▶ WORK INSTRUCTION: The answer is a single number: the count of lines in the records below that contain the word "issuance".

Stored data entries

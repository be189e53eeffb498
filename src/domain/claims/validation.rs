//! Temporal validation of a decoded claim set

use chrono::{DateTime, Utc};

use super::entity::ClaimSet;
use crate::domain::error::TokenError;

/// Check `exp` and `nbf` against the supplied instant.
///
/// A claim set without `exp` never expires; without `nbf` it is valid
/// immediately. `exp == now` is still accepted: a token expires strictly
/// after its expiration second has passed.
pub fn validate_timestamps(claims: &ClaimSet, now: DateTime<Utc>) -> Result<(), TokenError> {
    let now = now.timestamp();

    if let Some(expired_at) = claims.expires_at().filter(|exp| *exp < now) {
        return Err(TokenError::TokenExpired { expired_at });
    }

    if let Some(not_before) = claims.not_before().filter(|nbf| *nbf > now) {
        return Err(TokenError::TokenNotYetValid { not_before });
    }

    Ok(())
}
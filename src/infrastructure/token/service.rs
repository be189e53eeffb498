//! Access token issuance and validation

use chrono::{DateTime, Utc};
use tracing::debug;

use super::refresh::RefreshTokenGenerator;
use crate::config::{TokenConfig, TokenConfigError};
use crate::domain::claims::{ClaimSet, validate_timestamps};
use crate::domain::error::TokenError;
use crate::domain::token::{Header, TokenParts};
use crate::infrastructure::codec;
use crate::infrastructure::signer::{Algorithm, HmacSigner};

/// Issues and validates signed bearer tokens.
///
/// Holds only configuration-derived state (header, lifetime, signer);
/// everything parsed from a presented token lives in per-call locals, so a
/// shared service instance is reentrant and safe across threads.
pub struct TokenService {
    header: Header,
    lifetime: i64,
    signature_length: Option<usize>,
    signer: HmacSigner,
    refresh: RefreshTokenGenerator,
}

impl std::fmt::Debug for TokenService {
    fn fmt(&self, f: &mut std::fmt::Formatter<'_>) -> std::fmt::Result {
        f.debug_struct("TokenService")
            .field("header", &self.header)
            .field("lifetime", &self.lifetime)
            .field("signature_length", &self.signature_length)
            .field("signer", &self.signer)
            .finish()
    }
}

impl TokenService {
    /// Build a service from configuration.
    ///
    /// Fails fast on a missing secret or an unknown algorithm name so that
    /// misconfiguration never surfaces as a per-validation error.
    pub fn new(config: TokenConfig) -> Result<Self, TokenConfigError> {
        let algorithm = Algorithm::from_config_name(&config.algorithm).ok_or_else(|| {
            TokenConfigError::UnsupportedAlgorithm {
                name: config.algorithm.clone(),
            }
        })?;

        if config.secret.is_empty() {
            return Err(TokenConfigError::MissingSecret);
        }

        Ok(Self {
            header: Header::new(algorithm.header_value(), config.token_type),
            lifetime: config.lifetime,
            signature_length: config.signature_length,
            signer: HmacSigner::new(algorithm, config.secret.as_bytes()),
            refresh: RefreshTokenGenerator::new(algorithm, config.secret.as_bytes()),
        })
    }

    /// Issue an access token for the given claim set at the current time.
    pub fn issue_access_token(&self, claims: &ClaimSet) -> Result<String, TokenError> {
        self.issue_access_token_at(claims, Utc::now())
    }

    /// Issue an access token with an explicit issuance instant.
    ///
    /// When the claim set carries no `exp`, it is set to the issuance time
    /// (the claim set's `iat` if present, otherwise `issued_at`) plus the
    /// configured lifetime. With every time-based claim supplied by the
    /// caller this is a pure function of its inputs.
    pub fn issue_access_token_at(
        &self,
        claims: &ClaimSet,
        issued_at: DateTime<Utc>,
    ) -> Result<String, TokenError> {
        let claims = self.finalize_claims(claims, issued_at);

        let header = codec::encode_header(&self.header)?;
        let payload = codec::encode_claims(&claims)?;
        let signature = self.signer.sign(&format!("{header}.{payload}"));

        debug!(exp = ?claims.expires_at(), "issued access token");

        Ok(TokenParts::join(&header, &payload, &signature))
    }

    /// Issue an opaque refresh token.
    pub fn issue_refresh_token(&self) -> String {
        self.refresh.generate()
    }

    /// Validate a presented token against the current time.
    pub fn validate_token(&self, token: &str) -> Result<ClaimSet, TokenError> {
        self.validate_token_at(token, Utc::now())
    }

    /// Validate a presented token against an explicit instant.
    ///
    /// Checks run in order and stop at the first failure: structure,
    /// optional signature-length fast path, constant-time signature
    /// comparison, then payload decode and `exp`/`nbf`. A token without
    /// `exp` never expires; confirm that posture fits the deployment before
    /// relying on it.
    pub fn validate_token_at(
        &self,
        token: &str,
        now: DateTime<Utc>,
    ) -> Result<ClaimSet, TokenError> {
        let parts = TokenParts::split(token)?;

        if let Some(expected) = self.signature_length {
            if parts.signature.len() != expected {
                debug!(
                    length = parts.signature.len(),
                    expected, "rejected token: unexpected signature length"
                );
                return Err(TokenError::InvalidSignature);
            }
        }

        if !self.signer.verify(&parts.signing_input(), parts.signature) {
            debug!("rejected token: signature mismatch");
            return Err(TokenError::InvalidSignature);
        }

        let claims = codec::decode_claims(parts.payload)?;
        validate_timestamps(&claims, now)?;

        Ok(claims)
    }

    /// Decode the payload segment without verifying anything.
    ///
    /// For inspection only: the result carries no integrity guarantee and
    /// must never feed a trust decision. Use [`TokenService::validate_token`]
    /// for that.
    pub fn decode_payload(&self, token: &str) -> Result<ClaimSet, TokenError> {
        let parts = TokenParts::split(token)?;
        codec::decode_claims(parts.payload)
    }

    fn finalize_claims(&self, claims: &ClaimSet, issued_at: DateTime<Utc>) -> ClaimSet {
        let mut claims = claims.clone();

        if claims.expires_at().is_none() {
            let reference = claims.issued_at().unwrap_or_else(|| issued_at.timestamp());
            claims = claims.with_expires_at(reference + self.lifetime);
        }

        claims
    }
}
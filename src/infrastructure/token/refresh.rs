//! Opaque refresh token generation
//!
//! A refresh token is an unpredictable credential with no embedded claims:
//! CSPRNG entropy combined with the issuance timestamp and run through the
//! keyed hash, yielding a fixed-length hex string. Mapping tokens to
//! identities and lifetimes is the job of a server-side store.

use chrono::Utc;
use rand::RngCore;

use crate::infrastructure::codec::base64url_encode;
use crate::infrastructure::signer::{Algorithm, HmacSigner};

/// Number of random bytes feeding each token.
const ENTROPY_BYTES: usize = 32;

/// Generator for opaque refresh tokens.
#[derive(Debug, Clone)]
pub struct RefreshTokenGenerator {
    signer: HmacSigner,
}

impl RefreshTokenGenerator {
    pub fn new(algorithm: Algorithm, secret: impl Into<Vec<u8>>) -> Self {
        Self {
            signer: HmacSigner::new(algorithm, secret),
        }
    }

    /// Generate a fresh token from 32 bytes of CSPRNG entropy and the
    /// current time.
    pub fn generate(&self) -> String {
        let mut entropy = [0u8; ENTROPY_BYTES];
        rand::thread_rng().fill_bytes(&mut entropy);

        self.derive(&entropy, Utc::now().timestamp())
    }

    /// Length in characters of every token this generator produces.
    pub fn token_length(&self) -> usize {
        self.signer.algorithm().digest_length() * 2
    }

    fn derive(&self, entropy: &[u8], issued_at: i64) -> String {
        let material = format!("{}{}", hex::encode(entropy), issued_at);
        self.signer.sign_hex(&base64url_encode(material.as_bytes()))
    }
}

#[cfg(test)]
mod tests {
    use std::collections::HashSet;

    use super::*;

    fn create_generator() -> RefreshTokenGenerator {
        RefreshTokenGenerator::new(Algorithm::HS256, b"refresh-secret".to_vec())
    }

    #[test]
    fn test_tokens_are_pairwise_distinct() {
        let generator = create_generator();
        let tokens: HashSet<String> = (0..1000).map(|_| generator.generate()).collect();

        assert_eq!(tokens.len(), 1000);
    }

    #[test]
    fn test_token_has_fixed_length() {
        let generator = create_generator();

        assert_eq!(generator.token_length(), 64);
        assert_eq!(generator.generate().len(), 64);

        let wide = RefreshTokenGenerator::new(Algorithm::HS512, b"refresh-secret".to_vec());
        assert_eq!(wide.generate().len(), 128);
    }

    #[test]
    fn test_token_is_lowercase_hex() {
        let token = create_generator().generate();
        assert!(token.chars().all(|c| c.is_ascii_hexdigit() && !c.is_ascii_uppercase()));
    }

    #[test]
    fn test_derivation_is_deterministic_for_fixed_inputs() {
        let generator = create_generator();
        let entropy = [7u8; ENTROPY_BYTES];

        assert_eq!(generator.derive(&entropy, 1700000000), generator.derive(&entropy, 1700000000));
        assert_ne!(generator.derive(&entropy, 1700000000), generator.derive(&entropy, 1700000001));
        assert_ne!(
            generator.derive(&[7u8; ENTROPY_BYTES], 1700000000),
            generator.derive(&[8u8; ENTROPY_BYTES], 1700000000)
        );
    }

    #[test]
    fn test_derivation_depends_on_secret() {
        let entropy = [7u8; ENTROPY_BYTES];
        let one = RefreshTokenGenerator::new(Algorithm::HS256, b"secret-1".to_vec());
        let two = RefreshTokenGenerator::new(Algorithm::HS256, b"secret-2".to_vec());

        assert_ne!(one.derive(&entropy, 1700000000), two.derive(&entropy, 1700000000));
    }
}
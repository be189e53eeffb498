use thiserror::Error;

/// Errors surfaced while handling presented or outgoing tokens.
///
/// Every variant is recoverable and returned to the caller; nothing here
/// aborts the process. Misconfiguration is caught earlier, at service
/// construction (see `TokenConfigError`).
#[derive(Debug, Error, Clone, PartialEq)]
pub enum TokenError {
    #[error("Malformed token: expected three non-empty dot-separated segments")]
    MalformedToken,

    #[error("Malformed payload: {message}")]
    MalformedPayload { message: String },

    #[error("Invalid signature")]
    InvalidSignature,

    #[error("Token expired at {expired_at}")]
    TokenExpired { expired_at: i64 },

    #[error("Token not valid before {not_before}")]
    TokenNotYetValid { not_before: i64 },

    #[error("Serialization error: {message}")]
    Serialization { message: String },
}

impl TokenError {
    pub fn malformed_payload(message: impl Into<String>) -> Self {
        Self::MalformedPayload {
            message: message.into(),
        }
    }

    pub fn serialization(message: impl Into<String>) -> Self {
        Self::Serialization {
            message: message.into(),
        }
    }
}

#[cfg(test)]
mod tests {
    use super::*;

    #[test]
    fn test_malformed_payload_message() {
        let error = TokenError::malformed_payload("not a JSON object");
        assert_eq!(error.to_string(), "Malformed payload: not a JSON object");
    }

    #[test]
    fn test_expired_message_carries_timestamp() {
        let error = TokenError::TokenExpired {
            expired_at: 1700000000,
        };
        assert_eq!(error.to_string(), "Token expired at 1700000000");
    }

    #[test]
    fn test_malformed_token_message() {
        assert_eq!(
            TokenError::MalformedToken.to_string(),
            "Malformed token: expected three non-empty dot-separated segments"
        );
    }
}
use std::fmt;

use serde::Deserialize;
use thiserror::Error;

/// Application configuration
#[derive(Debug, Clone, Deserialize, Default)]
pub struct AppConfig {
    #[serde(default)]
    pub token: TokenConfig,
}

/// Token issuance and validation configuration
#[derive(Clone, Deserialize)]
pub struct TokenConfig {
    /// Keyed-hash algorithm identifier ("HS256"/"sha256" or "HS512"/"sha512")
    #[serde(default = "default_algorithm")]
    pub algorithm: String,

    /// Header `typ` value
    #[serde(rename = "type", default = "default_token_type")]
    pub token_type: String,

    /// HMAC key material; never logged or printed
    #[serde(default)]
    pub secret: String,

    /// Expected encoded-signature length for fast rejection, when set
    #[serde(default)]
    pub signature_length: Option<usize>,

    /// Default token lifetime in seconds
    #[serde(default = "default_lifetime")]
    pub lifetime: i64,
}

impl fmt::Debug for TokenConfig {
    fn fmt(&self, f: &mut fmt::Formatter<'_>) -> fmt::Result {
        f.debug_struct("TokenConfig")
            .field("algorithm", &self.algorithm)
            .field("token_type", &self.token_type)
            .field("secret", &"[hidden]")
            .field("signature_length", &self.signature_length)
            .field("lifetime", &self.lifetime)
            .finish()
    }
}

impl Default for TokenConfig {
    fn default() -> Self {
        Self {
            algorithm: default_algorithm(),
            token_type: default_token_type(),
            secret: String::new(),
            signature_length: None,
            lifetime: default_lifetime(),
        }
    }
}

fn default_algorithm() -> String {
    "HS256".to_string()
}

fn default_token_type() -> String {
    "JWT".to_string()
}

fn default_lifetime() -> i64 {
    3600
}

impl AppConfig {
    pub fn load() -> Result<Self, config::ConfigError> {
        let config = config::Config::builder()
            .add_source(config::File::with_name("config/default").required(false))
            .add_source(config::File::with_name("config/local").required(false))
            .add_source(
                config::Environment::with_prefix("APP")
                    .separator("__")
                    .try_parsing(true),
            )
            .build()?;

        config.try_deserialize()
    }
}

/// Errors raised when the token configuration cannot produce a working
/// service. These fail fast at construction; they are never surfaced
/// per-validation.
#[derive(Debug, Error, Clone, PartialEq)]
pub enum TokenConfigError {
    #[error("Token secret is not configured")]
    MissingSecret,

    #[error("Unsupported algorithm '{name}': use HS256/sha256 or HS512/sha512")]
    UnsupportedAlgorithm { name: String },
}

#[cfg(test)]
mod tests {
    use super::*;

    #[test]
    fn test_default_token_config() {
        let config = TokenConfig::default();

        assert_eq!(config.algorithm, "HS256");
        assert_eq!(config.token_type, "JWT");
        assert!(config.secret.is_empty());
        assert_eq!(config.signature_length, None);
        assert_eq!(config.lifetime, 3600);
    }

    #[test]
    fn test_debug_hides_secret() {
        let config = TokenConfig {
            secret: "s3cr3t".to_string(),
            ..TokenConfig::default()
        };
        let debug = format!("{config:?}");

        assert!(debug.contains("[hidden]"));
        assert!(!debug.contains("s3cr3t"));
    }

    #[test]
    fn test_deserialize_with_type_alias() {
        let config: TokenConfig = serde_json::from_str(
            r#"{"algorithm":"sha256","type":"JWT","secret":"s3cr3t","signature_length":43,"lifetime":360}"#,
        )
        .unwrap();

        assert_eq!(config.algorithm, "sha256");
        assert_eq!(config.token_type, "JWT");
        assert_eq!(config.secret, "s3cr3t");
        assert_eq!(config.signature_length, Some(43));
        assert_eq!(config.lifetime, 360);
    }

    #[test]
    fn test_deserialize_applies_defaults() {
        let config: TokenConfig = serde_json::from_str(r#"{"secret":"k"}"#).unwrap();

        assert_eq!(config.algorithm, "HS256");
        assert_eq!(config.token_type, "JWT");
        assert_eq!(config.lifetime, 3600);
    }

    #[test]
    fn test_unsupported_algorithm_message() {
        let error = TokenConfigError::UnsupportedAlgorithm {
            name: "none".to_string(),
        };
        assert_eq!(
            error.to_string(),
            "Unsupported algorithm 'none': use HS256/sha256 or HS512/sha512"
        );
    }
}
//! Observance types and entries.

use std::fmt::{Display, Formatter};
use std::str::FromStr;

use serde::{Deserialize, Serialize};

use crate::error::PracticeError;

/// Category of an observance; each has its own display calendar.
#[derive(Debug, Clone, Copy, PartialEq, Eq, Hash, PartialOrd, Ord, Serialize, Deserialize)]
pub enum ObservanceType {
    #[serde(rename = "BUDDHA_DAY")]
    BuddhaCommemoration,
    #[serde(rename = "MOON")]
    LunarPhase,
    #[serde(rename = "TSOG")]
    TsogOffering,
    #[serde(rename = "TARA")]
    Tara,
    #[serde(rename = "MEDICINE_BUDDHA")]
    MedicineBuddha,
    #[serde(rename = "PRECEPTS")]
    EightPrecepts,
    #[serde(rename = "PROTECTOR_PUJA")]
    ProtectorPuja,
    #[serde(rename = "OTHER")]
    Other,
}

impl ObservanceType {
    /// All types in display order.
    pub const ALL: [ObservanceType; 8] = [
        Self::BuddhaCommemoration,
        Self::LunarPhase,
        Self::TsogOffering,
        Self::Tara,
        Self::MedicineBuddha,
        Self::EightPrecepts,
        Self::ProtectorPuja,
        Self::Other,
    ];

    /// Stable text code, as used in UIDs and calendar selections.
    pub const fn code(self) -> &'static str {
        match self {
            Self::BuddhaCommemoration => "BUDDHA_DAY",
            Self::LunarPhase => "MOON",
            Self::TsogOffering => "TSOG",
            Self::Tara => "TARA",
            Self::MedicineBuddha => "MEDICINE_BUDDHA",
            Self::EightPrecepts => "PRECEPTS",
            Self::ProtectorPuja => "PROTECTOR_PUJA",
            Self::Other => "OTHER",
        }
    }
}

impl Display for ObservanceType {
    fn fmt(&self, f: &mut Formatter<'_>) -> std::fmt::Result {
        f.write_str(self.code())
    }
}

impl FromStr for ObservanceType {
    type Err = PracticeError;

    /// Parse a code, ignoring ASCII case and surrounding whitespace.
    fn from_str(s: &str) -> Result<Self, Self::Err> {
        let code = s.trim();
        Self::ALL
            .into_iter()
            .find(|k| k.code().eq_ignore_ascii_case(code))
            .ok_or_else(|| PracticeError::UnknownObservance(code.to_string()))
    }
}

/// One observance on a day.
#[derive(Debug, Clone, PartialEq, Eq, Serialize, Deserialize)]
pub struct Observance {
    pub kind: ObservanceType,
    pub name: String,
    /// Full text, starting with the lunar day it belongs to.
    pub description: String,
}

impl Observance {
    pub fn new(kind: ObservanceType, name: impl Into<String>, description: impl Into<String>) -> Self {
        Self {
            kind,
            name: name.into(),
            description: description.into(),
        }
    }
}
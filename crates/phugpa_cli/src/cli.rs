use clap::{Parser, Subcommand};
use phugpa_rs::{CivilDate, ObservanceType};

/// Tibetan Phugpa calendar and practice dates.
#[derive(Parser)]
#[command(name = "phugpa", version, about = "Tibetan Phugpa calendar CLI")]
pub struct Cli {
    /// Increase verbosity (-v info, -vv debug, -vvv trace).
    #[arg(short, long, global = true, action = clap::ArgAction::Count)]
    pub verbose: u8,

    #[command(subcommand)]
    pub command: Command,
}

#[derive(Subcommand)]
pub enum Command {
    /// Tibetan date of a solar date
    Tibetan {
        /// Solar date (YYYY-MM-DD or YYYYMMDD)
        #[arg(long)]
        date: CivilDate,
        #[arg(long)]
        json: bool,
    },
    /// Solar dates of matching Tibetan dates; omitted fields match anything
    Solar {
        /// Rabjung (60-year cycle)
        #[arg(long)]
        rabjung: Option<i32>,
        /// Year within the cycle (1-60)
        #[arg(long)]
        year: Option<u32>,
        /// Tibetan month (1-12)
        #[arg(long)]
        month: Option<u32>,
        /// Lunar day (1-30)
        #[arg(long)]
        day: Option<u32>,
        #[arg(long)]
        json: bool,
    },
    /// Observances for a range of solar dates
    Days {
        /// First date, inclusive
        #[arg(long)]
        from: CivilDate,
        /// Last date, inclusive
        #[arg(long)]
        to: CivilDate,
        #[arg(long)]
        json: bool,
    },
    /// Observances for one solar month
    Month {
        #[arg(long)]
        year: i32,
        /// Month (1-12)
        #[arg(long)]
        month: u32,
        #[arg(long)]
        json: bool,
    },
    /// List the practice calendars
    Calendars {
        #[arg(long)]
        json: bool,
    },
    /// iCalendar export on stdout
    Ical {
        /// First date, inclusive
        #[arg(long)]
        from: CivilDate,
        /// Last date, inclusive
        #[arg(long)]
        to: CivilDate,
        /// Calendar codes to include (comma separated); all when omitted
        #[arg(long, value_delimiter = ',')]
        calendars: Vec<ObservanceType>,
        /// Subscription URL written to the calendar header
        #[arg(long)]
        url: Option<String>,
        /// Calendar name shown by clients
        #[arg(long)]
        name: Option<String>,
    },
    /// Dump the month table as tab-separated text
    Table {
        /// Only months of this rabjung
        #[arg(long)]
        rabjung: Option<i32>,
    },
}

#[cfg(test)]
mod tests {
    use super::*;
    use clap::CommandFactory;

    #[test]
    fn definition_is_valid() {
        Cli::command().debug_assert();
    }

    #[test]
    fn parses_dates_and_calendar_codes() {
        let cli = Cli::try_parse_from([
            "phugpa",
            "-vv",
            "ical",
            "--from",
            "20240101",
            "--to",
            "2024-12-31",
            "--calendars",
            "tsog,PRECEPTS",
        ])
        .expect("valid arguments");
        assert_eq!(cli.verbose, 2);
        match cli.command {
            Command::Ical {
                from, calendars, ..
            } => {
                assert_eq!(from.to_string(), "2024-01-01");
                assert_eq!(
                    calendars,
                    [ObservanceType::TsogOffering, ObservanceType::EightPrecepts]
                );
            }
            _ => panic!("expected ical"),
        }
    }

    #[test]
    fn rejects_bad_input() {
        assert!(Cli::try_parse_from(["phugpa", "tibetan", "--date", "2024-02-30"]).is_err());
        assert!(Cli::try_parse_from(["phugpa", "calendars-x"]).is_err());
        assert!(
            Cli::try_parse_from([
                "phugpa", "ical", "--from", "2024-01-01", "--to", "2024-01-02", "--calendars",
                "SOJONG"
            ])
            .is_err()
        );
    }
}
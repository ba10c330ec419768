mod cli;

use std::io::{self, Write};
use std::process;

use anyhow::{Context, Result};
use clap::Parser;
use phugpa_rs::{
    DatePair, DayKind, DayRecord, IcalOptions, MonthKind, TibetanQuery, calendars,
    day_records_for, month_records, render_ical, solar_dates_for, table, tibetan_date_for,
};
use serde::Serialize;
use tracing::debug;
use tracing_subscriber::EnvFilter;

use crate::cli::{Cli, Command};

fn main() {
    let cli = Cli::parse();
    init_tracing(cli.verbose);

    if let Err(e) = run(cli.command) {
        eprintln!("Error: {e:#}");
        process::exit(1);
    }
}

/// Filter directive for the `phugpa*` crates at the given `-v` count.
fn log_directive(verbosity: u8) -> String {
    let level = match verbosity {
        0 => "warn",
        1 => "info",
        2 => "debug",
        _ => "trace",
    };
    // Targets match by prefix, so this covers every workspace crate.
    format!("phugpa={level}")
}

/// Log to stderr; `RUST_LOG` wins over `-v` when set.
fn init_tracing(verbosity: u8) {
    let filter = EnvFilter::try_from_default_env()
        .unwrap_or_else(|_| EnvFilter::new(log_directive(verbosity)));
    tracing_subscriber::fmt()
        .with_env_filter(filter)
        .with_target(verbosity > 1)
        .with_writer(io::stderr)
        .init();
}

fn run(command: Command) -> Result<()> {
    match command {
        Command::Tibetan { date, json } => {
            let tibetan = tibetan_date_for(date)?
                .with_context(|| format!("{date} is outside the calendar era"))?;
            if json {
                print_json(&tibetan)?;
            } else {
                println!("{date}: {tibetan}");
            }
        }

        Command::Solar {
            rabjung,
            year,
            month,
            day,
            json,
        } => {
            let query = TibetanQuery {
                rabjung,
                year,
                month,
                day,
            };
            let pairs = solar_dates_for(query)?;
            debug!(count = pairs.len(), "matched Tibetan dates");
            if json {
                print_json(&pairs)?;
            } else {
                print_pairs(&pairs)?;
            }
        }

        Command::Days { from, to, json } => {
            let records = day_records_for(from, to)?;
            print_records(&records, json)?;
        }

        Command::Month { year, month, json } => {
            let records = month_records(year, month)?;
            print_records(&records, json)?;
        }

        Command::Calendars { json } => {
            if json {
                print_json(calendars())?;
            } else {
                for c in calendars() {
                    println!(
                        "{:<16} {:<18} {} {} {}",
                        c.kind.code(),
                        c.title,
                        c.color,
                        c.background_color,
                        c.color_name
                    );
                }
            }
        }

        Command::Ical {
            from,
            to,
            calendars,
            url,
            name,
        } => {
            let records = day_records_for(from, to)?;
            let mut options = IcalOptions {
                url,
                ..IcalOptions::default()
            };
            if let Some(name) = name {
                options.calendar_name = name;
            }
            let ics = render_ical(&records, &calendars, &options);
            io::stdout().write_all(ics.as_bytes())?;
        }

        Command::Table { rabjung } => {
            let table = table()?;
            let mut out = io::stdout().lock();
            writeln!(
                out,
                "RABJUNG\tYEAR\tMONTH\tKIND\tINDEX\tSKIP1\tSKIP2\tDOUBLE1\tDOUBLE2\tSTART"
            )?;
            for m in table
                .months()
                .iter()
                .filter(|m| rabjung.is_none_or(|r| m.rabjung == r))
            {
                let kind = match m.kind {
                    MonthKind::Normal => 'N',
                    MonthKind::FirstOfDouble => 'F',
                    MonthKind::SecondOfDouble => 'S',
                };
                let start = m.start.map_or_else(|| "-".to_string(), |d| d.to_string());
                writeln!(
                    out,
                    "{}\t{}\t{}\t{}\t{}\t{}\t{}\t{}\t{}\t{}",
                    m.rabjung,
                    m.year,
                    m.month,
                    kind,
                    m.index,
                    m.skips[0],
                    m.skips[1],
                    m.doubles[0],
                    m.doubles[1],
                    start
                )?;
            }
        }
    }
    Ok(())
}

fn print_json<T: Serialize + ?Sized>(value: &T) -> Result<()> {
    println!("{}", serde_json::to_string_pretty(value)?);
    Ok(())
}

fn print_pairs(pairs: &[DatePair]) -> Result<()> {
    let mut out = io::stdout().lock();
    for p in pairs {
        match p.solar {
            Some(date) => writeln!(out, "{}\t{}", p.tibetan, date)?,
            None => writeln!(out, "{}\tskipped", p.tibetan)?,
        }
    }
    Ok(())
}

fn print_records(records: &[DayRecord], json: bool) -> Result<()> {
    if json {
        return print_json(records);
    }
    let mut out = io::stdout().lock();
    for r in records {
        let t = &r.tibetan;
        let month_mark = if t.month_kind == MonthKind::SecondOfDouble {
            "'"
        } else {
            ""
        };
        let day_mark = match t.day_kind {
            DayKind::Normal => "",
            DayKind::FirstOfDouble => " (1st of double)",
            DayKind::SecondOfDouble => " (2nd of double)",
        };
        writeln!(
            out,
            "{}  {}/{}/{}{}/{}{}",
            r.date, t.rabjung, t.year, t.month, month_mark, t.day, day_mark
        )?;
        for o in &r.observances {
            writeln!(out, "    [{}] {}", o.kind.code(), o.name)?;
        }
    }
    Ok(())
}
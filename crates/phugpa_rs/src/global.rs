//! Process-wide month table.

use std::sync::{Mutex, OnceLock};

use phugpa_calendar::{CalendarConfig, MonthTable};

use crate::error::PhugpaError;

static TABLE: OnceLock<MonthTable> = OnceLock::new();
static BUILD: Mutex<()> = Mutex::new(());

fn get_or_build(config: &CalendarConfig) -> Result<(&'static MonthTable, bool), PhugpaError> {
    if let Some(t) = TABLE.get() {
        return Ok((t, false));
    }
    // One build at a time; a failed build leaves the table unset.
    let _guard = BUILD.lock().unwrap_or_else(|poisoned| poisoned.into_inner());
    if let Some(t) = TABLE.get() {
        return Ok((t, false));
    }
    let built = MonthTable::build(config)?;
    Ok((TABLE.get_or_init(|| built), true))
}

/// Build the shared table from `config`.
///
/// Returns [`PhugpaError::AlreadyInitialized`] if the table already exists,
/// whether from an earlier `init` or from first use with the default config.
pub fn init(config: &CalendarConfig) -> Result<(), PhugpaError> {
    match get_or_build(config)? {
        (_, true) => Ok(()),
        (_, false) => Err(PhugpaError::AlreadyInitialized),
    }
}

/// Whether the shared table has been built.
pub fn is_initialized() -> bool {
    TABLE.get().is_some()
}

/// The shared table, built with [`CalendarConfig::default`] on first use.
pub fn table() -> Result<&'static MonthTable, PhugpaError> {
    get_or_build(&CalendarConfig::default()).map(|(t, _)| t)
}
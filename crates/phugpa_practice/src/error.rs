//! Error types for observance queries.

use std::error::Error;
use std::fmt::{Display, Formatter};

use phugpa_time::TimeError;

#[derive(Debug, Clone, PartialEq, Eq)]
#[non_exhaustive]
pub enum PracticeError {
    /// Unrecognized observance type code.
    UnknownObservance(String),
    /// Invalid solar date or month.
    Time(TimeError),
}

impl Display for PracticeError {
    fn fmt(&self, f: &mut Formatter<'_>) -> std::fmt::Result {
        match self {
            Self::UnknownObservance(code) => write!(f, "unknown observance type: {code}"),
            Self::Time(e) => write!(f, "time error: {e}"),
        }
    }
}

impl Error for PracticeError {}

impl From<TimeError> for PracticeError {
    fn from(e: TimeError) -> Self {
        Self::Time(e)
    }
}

▶ TASK SOLUTION: 5